Die Bronzen aus Benin City sind für Menschen aus Kano, Maiduguri oder Ibadan weit weg und haben kaum Bezug zur eigenen Geschichte. Zum anderen sind die Alltagsprobleme überwältigend. Jede Woche werden Dutzende Menschen gekidnappt, Terrorgruppen drängen in Richtung Hauptstadt Abuja. Mehr als 90 Millionen Menschen leben unterhalb der Armutsgrenze. Dass gerade in den frankophonen Ländern ein neues Selbstbewusstsein entsteht, liegt auch an purer Frustration.

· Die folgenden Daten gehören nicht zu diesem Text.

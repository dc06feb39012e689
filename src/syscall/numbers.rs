//! # Números das Syscalls de Threads
//!
//! **ATENÇÃO**: numeração própria, não compatível com Linux/POSIX.
//!
//! Convenção de retorno: valor >= 0 em sucesso, `-errno` em falha.
//!
//! | Número | Syscall                  | Args                         |
//! |--------|--------------------------|------------------------------|
//! | 0      | `SYS_THREAD_MAKE_HANDLE` | -                            |
//! | 1      | `SYS_THREAD_OPEN`        | (handle, tid)                |
//! | 2      | `SYS_THREAD_CREATE`      | (*const CreateThreadArgs)    |
//! | 3      | `SYS_THREAD_PAUSE`       | (handle)                     |
//! | 4      | `SYS_THREAD_RESUME`      | (handle)                     |
//! | 5      | `SYS_THREAD_SET_PRIORITY`| (handle, priority)           |
//! | 6      | `SYS_THREAD_TERMINATE`   | (handle, exit_code)          |
//! | 7      | `SYS_THREAD_STATUS`      | (handle)                     |
//! | 8      | `SYS_THREAD_EXIT_CODE`   | (handle)                     |
//! | 9      | `SYS_THREAD_LAST_ERROR`  | (handle)                     |
//! | 10     | `SYS_THREAD_TID`         | (handle)                     |
//! | 11     | `SYS_CURRENT_TID`        | -                            |
//! | 12     | `SYS_THREAD_EXIT`        | (exit_code)                  |
//! | 23     | `SYS_THREAD_CLOSE`       | (handle)                     |

/// Aloca um handle de usuário vazio.
/// Retorno: handle
pub const SYS_THREAD_MAKE_HANDLE: usize = 0;

/// Abre uma thread existente no handle vazio.
pub const SYS_THREAD_OPEN: usize = 1;

/// Cria uma thread no handle vazio.
pub const SYS_THREAD_CREATE: usize = 2;

pub const SYS_THREAD_PAUSE: usize = 3;
pub const SYS_THREAD_RESUME: usize = 4;
pub const SYS_THREAD_SET_PRIORITY: usize = 5;

/// Termina outra thread. Para a própria, `SYS_THREAD_EXIT`.
pub const SYS_THREAD_TERMINATE: usize = 6;

/// Retorno: bits de `ThreadStatus`
pub const SYS_THREAD_STATUS: usize = 7;

/// Retorno: código de saída (`-ESRCH` se a thread ainda vive)
pub const SYS_THREAD_EXIT_CODE: usize = 8;

/// Retorno: errno positivo do último erro da thread, ou 0
pub const SYS_THREAD_LAST_ERROR: usize = 9;

pub const SYS_THREAD_TID: usize = 10;
pub const SYS_CURRENT_TID: usize = 11;

/// Termina a thread chamadora. Não retorna.
pub const SYS_THREAD_EXIT: usize = 12;

/// Fecha o handle de usuário (aberto ou vazio).
pub const SYS_THREAD_CLOSE: usize = 23;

Auslöser ist vor allem die schwere Sicherheitskrise in Mali. Ein Lösungsansatz sollte die französische Antiterrormission Barkhane sein, die jedoch gescheitert ist. Be­ob­ach­te­r*in­nen sagen, dass sie häufig eigenmächtig und ohne Absprache mit malischen Verantwortlichen handelte. Das hat wiederum auch viele Menschen in Burkina Faso verärgert, wo aufgrund des Terrors mehr als 1,9 Millionen Menschen auf der Flucht sind.

Alte, sicher geglaubte Allianzen haben also ausgedient, und souveräne Staaten haben selbstverständlich das Recht zu entscheiden, mit wem sie Bündnisse eingehen. In Mali ist nun Russland der bevorzugte Partner. Auch anderswo auf dem Kontinent wirbt Russland mächtig um Kooperationen, sehr zum Ärger der früheren Verbündeten. Auch die Türkei steht vielerorts in den Startlöchern.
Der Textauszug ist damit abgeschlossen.